┌──
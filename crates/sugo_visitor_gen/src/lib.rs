//! Macros that generate visitor traits.
//!
//! Each `visit` entry generates a free walker function `visit_<type>` (or `visit_<type>_mut`)
//! holding the default traversal, and a trait method of the same name that defaults to it.
//! Implementors override the methods they care about and call the free function to keep
//! walking.

#[doc(hidden)]
pub use paste;

/// Creates a mut visitor
#[macro_export]
macro_rules! visit_mut {
    (
        $trait_vis:vis trait $id:ident {
            $($vis:vis visit ($visitor_id:ident, $visited_id:ident: &mut $visited:ident) -> Result<()> $block:block)+
        }
    ) => {
        $(
        $crate::paste::paste! {
            $vis fn [<visit_ $visited:snake _mut>]<V: $id + ?Sized>($visitor_id: &mut V, $visited_id: &mut $visited) -> std::result::Result<(), V::Err> {
                $block
            }
        }
        )*

        $trait_vis trait $id {
            type Err;

            $(
            $crate::paste::paste! {
                fn [<visit_ $visited:snake _mut>](&mut self, $visited_id: &mut $visited) -> std::result::Result<(), Self::Err> {
                    [<visit_ $visited:snake _mut>](self, $visited_id)
                }
            }
            )*
        }
    };
}

/// Creates a visitor
#[macro_export]
macro_rules! visit {
    (
        $trait_vis:vis trait $id:ident {
            $($vis:vis visit ($visitor_id:ident, $visited_id:ident: &$visited:ident) -> Result<()> $block:block)+
        }
    ) => {
        $(
        $crate::paste::paste! {
            $vis fn [<visit_ $visited:snake>]<V: $id + ?Sized>($visitor_id: &mut V, $visited_id: &$visited) -> std::result::Result<(), V::Err> {
                $block
            }
        }
        )*

        $trait_vis trait $id {
            type Err;

            $(
            $crate::paste::paste! {
                fn [<visit_ $visited:snake>](&mut self, $visited_id: &$visited) -> std::result::Result<(), Self::Err> {
                    [<visit_ $visited:snake>](self, $visited_id)
                }
            }
            )*
        }
    };
}
impl<'a> LabelScope<'a> {
    fn err(&mut self, pos: Pos, msg: String) {
        trace!("branch error at {pos}: {msg}");
        self.errors.push((pos, msg));
    }

    fn declare(&mut self, block: usize, stmt: &'a LabeledStmt) {
        let name = stmt.label.value();
        if let Some(alt) = self.labels.get(name) {
            let msg = format!("label {name} already defined at {}", alt.stmt.label.pos());
            self.err(stmt.label.pos(), msg);
            return;
        }
        self.labels.insert(
            name,
            Label {
                block,
                stmt,
                used: false,
            },
        );
    }

    /// The labeled statement named `name` that is declared in `block` or one of its parents.
    fn goto_target(&mut self, block: usize, name: &str) -> Option<&'a LabeledStmt> {
        let label = self.labels.get_mut(name)?;
        label.used = true;
        let mut b = Some(block);
        while let Some(i) = b {
            if label.block == i {
                return Some(label.stmt);
            }
            b = self.blocks[i].parent;
        }
        None
    }

    /// The innermost enclosing statement labeled `name`. `Some(None)` means the label exists
    /// but does not label an enclosing statement.
    fn enclosing_target(&mut self, block: usize, name: &str) -> Option<Option<&'a LabeledStmt>> {
        let label = self.labels.get_mut(name)?;
        label.used = true;
        let mut b = Some(block);
        while let Some(i) = b {
            if self.blocks[i].label.is_some_and(|l| ptr::eq(l, label.stmt)) {
                return Some(Some(label.stmt));
            }
            b = self.blocks[i].parent;
        }
        Some(None)
    }

    /// Checks the statements of a block and returns the gotos whose label has not been seen
    /// yet.
    fn block_branches(
        &mut self,
        parent: Option<usize>,
        ctxt: Targets<'a>,
        label: Option<&'a LabeledStmt>,
        start: Pos,
        body: &'a [Stmt],
    ) -> Vec<&'a BranchStmt> {
        let b = self.blocks.len();
        self.blocks.push(Block {
            parent,
            start,
            label,
        });

        let mut var_decl: Option<Pos> = None;
        let mut fwd_gotos: Vec<&'a BranchStmt> = vec![];
        let mut bad_gotos: Vec<&'a BranchStmt> = vec![];

        for (index, stmt) in body.iter().enumerate() {
            let mut lstmt = None;
            let mut stmt = stmt;
            while let Stmt::Labeled(s) = stmt {
                if !s.label.is_blank() {
                    let name = s.label.value();
                    self.declare(b, s);
                    let mut resolved = false;
                    let mut remaining = vec![];
                    for fwd in fwd_gotos.drain(..) {
                        if fwd.label.as_ref().is_some_and(|l| l.value() == name) {
                            resolved = true;
                            if let Some(var_pos) = &var_decl {
                                if bad_gotos.iter().any(|bad| ptr::eq(*bad, fwd)) {
                                    self.err(
                                        label_pos(fwd),
                                        format!(
                                            "goto {name} jumps over variable declaration at line {}",
                                            var_pos.rel_line()
                                        ),
                                    );
                                }
                            }
                        } else {
                            remaining.push(fwd);
                        }
                    }
                    fwd_gotos = remaining;
                    if resolved {
                        if let Some(l) = self.labels.get_mut(name) {
                            l.used = true;
                        }
                    }
                    lstmt = Some(s);
                }
                stmt = s.stmt.as_ref();
            }

            let inner = |breaks, continues| Targets {
                breaks,
                continues,
                case_index: None,
            };
            match stmt {
                Stmt::Decl(s) => {
                    if let Some(pos) = s.decls.iter().find_map(|d| match d {
                        Decl::Var(v) => Some(v.pos()),
                        _ => None,
                    }) {
                        var_decl = Some(pos);
                        bad_gotos.clone_from(&fwd_gotos);
                    }
                }
                Stmt::Assign(s) if s.op == AssignOp::Define => {
                    var_decl = Some(s.pos());
                    bad_gotos.clone_from(&fwd_gotos);
                }
                Stmt::Branch(s) => {
                    if let Some(fwd) = self.branch(b, ctxt, s, index + 1 == body.len()) {
                        fwd_gotos.push(fwd);
                    }
                }
                Stmt::Block(s) => {
                    let ctxt = inner(ctxt.breaks, ctxt.continues);
                    fwd_gotos.extend(self.block_branches(Some(b), ctxt, lstmt, s.pos(), &s.stmts));
                }
                Stmt::If(s) => {
                    let ctxt = inner(ctxt.breaks, ctxt.continues);
                    fwd_gotos.extend(self.block_branches(
                        Some(b),
                        ctxt,
                        lstmt,
                        s.then.pos(),
                        &s.then.stmts,
                    ));
                    if let Some(els) = &s.els {
                        fwd_gotos.extend(self.block_branches(
                            Some(b),
                            ctxt,
                            lstmt,
                            els.pos(),
                            std::slice::from_ref(els.as_ref()),
                        ));
                    }
                }
                Stmt::For(s) => {
                    let ctxt = inner(Some(BreakTarget::Loop), true);
                    fwd_gotos.extend(self.block_branches(
                        Some(b),
                        ctxt,
                        lstmt,
                        s.body.pos(),
                        &s.body.stmts,
                    ));
                }
                Stmt::Switch(s) => {
                    for (i, clause) in s.body.iter().enumerate() {
                        let ctxt = Targets {
                            breaks: Some(BreakTarget::Switch(s)),
                            continues: ctxt.continues,
                            case_index: Some(i),
                        };
                        fwd_gotos.extend(self.block_branches(
                            Some(b),
                            ctxt,
                            lstmt,
                            clause.pos(),
                            &clause.body,
                        ));
                    }
                }
                Stmt::Select(s) => {
                    let ctxt = inner(Some(BreakTarget::Select), ctxt.continues);
                    for clause in &s.body {
                        fwd_gotos.extend(self.block_branches(
                            Some(b),
                            ctxt,
                            lstmt,
                            clause.pos(),
                            &clause.body,
                        ));
                    }
                }
                _ => {}
            }
        }
        fwd_gotos
    }

    /// Checks a branch statement. Returns the statement if it is a goto to a label that has
    /// not been declared yet.
    fn branch(
        &mut self,
        block: usize,
        ctxt: Targets<'a>,
        s: &'a BranchStmt,
        last_in_block: bool,
    ) -> Option<&'a BranchStmt> {
        let Some(label) = &s.label else {
            match s.tok {
                Token::Break if ctxt.breaks.is_none() => {
                    self.err(s.pos(), "break is not in a loop, switch, or select".to_string());
                }
                Token::Continue if !ctxt.continues => {
                    self.err(s.pos(), "continue is not in a loop".to_string());
                }
                Token::Fallthrough => {
                    if let Some(msg) = fallthrough_error(ctxt, last_in_block) {
                        self.err(s.pos(), msg.to_string());
                    }
                }
                _ => {}
            }
            return None;
        };

        let name = label.value();
        match s.tok {
            Token::Break => match self.enclosing_target(block, name) {
                Some(Some(t)) => {
                    if !matches!(*t.stmt, Stmt::For(_) | Stmt::Switch(_) | Stmt::Select(_)) {
                        self.err(label.pos(), format!("invalid break label {name}"));
                    }
                }
                Some(None) => self.err(label.pos(), format!("invalid break label {name}")),
                None => self.err(label.pos(), format!("break label not defined: {name}")),
            },
            Token::Continue => match self.enclosing_target(block, name) {
                Some(Some(t)) => {
                    if !matches!(*t.stmt, Stmt::For(_)) {
                        self.err(label.pos(), format!("invalid continue label {name}"));
                    }
                }
                Some(None) => self.err(label.pos(), format!("invalid continue label {name}")),
                None => self.err(label.pos(), format!("continue label not defined: {name}")),
            },
            Token::Goto => {
                if self.goto_target(block, name).is_none() {
                    // the label may be declared later
                    return Some(s);
                }
            }
            _ => {}
        }
        None
    }
}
└──
Work to be completed - List every line from the entries above in which "Targets" appears.

Task answer -
        ctxt: Targets<'a>,
            let inner = |breaks, continues| Targets {
                        let ctxt = Targets {
        ctxt: Targets<'a>,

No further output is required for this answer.